Keeping it local. That’s the theme at Family Vision Care in Alma, GA, where patients are rewarded for their loyalty with gift cards to local coffee shops or boutiques, and baskets of locally crafted scented soaps. “We’re a local business and we thrive on our local patients,” says Dr. Blake Hutto. “Patients appreciate the special gesture and we almost always have another patient referred in from something so simple as a kind gift,” says Hutto, who runs the practice with Dr.

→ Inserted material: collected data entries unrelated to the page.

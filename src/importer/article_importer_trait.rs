// ==========================================
// 气体物料清单转换工具 - 物料导入 Trait
// ==========================================
// 职责: 定义物料转换各阶段接口（不包含实现）
// 流程: 读取 → 表头剔除 → 行解析 → 分类 → 去重 → 生成 → 写出
// ==========================================

use crate::domain::article::{Article, Category, ConversionReport, ParsedLine};
use crate::importer::error::ImportResult;
use std::path::Path;

// ==========================================
// ArticleImporter Trait
// ==========================================
// 用途: 物料转换主接口
// 实现者: ArticleImporterImpl
pub trait ArticleImporter {
    /// 将源文件转换为 TypeScript 数据模块
    ///
    /// # 参数
    /// - input: 源文件路径（制表符/空格分隔的文本）
    /// - output: 生成文件路径
    ///
    /// # 返回
    /// - Ok(ConversionReport): 转换结果（含写出数量、重复明细）
    /// - Err: 文件读取错误、编码错误、写出错误
    ///
    /// # 转换流程（4个阶段）
    /// 1. 读取全部行（首行含表头标记时剔除）
    /// 2. 逐行解析为 (id, name),无法解析的行跳过
    /// 3. 按名称关键字分类,按 id 去重（首次出现优先）
    /// 4. 生成 TypeScript 文本并写出
    fn convert(&self, input: &Path, output: &Path) -> ImportResult<ConversionReport>;
}

// ==========================================
// LineReader Trait
// ==========================================
// 用途: 行读取接口（阶段 1）
// 实现者: TextLineReader
pub trait LineReader {
    /// 读取文件的全部文本行（保持原始顺序）
    ///
    /// # 返回
    /// - Ok(Vec<String>): 行列表（已去掉换行符）
    /// - Err: 文件不存在、读取失败、非 UTF-8 编码
    fn read_lines(&self, path: &Path) -> ImportResult<Vec<String>>;
}

// ==========================================
// RecordParser Trait
// ==========================================
// 用途: 行解析接口（阶段 2）
// 实现者: LineParser
pub trait RecordParser {
    /// 将一行文本解析为 (id, name)
    ///
    /// # 参数
    /// - line: 原始行文本
    /// - line_number: 源文件行号
    ///
    /// # 返回
    /// - Some(ParsedLine): 解析成功
    /// - None: 字段不足,跳过该行（不报错）
    fn parse_line(&self, line: &str, line_number: usize) -> Option<ParsedLine>;
}

// ==========================================
// Classifier Trait
// ==========================================
// 用途: 类别判定接口（阶段 3）
// 实现者: KeywordClassifier
pub trait Classifier {
    /// 根据物料名称判定唯一类别（纯函数,同一名称总是得到同一类别）
    fn classify(&self, name: &str) -> Category;
}

// ==========================================
// ArticleEmitter Trait
// ==========================================
// 用途: 生成文件接口（阶段 4）
// 实现者: TypeScriptEmitter
pub trait ArticleEmitter {
    /// 将物料列表渲染为生成文件文本
    fn render(&self, articles: &[Article]) -> String;

    /// 写出生成文件
    ///
    /// # 说明
    /// - 非原子写入,失败时可能留下部分文件
    fn write(&self, path: &Path, content: &str) -> ImportResult<()>;
}
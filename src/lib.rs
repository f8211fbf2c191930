// ==========================================
// 气体物料清单转换工具 - 核心库
// ==========================================
// 职责: 制表符/空格分隔的气体物料清单 → 去重、分类后的 TypeScript 数据模块
// 流程: 行读取 → 行解析 → 类别判定 → 去重 + 生成
// ==========================================

// ==========================================
// 模块声明
// ==========================================

// 领域层 - 实体与类型
pub mod domain;

// 导入层 - 解析、分类、去重、生成
pub mod importer;

// 配置层 - 转换配置
pub mod config;

// 日志系统
pub mod logging;

// ==========================================
// 重导出核心类型
// ==========================================

pub use config::{ConvertConfig, ImportConfigReader};
pub use domain::{Article, Category, ConversionReport, ParsedLine};
pub use importer::{ArticleImporter, ArticleImporterImpl, ImportError, ImportResult};

// ==========================================
// 常量定义
// ==========================================

// 系统版本
pub const VERSION: &str = env!("CARGO_PKG_VERSION");

// 系统名称
pub const APP_NAME: &str = "气体物料清单转换工具";

#[cfg(test)]
mod tests {
    use super::*;

    #[test]
    fn test_version() {
        assert!(!VERSION.is_empty());
    }
}
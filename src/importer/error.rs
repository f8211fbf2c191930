// ==========================================
// 气体物料清单转换工具 - 导入模块错误类型
// ==========================================
// 工具: thiserror 派生宏
// 说明: 格式错误的行与重复编码不是错误,只跳过
// ==========================================

use thiserror::Error;

/// 导入模块错误类型
#[derive(Error, Debug)]
pub enum ImportError {
    // ===== 文件相关错误 =====
    #[error("文件不存在: {0}")]
    FileNotFound(String),

    #[error("文件读取失败: {0}")]
    FileReadError(String),

    #[error("文件编码错误 ({path}): {message}")]
    Decode { path: String, message: String },

    #[error("生成文件写入失败 ({path}): {message}")]
    OutputWriteError { path: String, message: String },

    // ===== 配置错误 =====
    #[error("配置读取失败 ({path}): {message}")]
    ConfigReadError { path: String, message: String },

    #[error("配置值格式错误 (key: {key}, value: {value}): {message}")]
    ConfigValueError {
        key: String,
        value: String,
        message: String,
    },

    // ===== 通用错误 =====
    #[error(transparent)]
    Other(#[from] anyhow::Error),
}

// 实现 From<std::io::Error>
impl From<std::io::Error> for ImportError {
    fn from(err: std::io::Error) -> Self {
        ImportError::FileReadError(err.to_string())
    }
}

/// Result 类型别名
pub type ImportResult<T> = Result<T, ImportError>;
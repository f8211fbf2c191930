// ==========================================
// 气体物料清单转换工具 - 导入配置读取 Trait
// ==========================================
// 职责: 定义导入模块所需的配置读取接口（不包含实现）
// 红线: 不包含配置写入、不包含业务逻辑
// ==========================================

// ==========================================
// ImportConfigReader Trait
// ==========================================
// 用途: 导入模块所需的配置读取接口
// 实现者: ConvertConfig
pub trait ImportConfigReader: Send + Sync {
    /// 源文件路径
    ///
    /// # 默认值
    /// - new_articles_raw.txt
    fn input_path(&self) -> &str;

    /// 生成文件路径
    ///
    /// # 默认值
    /// - src/data/articles.ts
    fn output_path(&self) -> &str;

    /// 表头标记（首行包含该子串时跳过首行,空串表示不跳过）
    ///
    /// # 默认值
    /// - ArtikelCode
    fn header_marker(&self) -> &str;

    /// 生成文件中的接口名
    ///
    /// # 默认值
    /// - Article
    fn interface_name(&self) -> &str;

    /// 生成文件中的常量名
    ///
    /// # 默认值
    /// - ARTICLES
    fn constant_name(&self) -> &str;

    /// 是否对字符串字面量进行转义
    ///
    /// # 默认值
    /// - true
    fn escape_strings(&self) -> bool;
}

Jim McQuaig.

Dump the Demo Lens

Before you show your next pair of demonstration frames to a customer, whip out the lenses, advises Kevin Kretch, owner of Eyes on Chagrin in Woodmere, OH. “Ninety-nine percent of our Rx glasses have anti-glare coating and most demo lenses do not. Therefore cosmetically, the frames look nicer with no lenses at all than the demos on the shelf,” he says

Say Thanks for the Roof-Erral

Thanking people for referrals is a big part of the vision business. It’s why Charlie Blankenship of The Spectacle Shoppe in St. Paul, MN, keeps dog biscuits on hand for those not infrequent times that a customer comes in with a mangled pair of frames thanks to the affectionate attention of the house hound. “It adds a bit of humor to the situation but I also believe it gives it that kind of personal touch that stays with the guest … and helps drive your word of mouth advertising,” he writes on the Daily Optician.

Bigger Than Texas

Dr. Texas Smith of of Dr. Texas L. Smith & Assoc. calls it a “trip” when he finds himself “giving a patient their first progressive add lens when I gave them their first Rx in kindergarten.” To help him ensure his message is getting across in the schoolrooms of his local community in Citrus Heights, CA, he gives every teacher who comes in for an exam a 10-foot high eye chart that has his name and phone number on the bottom. “But most important, I give that teacher one for all the other teachers in the school,’ he says of the marketing tactic.

Shop the Competition

Part of any planning for the New Year should include scoping out the competitive landscape. A lot of business owners will quietly drop by a rival’s store to see how they do things, what they stock and how much they charge. It’s good practice, but when was the last time you actually bought something from a competitor? If not, you may be overlooking what makes your competitor tick.